Yesterday was Divine Mercy Sunday in the Catholic Church. What a beautiful devotion this is to the Mercy of God!
In Sunday's gospel reading, we find the story of doubting Thomas. In God's Mercy, He allowed Thomas the apostle to doubt what the other disciples said so that by seeing, we may also come to faith in the Risen Lord.
On the evening of that first day of the week,
when the doors were locked, where the disciples were,
for fear of the Jews,
Jesus came and stood in their midst
and said to them, “Peace be with you.”
When he had said this, he showed them his hands and his side.
The disciples rejoiced when they saw the Lord.
Jesus said to them again, “Peace be with you.
As the Father has sent me, so I send you.”

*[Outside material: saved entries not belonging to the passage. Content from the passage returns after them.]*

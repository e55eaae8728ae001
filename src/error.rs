//! Error types for tree operations.
//!
//! Only conditions that reflect container state or an invalid index are errors. A key that
//! is simply absent is reported through `Option` or `bool`.

use thiserror::Error;

/// Result type alias using [`TreeError`].
pub type Result<T> = core::result::Result<T, TreeError>;

/// Errors that can occur in tree operations.
#[derive(Clone, Copy, Debug, Eq, PartialEq, Error)]
pub enum TreeError {
    /// `first`, `last`, `pop_first` or `pop_last` was called on an empty container.
    #[error("operation requires a non-empty container")]
    EmptyContainer,

    /// A rank-based lookup was outside `0..len`.
    #[error("rank {index} out of range for container of length {len}")]
    IndexOutOfRange { index: usize, len: usize },
}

And when he had said this, he breathed on them and said to them,
“Receive the Holy Spirit.
Whose sins you forgive are forgiven them,
and whose sins you retain are retained.”
Thomas, called Didymus, one of the Twelve,
was not with them when Jesus came.
So the other disciples said to him, “We have seen the Lord.”
But he said to them,
“Unless I see the mark of the nails in his hands
and put my finger into the nailmarks
and put my hand into his side, I will not believe.”
Now a week later his disciples were again inside
and Thomas was with them.
Jesus came, although the doors were locked,
and stood in their midst and said, “Peace be with you.”
Then he said to Thomas, “Put your finger here and see my hands,
and bring your hand and put it into my side,
and do not be unbelieving, but believe.”
Thomas answered and said to him, “My Lord and my God!”
Jesus said to him, “Have you come to believe because you have seen me?
Blessed are those who have not seen and have believed.”
Now Jesus did many other signs in the presence of his disciples
that are not written in this book.
But these are written that you may come to believe
that Jesus is the Christ, the Son of God,
and that through this belief you may have life in his name." ~ John 20:19-31
We must believe whole-heartedly with the same new found faith of Thomas. It is a faith based on Truth - a Truth that brings us freedom. But when freedom becomes the all in all, our own moral judgment has no guide and we are lost. Pope John Paul II says it this way in his encyclical "Splendor of Truth",
"Certain currents of modern thought have gone so far as to exalt freedom to such an extent that it becomes an absolute, which would then be the source of values . . .But in this way the inescapable claims of truth disappear, yielding their place to a criterion of sincerity, authenticity and 'being at peace with oneself', so much so that some have come to adopt a radically subjectivistic conception of moral judgment."
Pope Benedict XVI puts it more simply,
"We are building a dictatorship of relativism that does not recognize anything as definitive and whose ultimate goal consists solely of one’s own ego and desires." ~ Pope Benedict XVI
Right now, we are living in a world torn asunder by the tyranny of relativism. It's. o.k. I'm o.k. You're o.k. Everything is o.k. Freedom has become license and truth, the moral compass, is lost. We must pray for God's Mercy now more than ever.
We did not get her over night. It will be hard work to return to the freedom to choose - not what we want - but what is right and good. Relativism has for a long time been marketed as freedom but it is only an old form of slavery - the license to do as you wish. Only the Truth will truly set us free. The Truth is: God is supreme and has revealed Himself completely in His Son Who has risen from the dead. "My Lord and my God!" Thomas says. Let this also be our Declaration of Independence.
For the sake of His sorrowful passion, have mercy on us and on the whole world!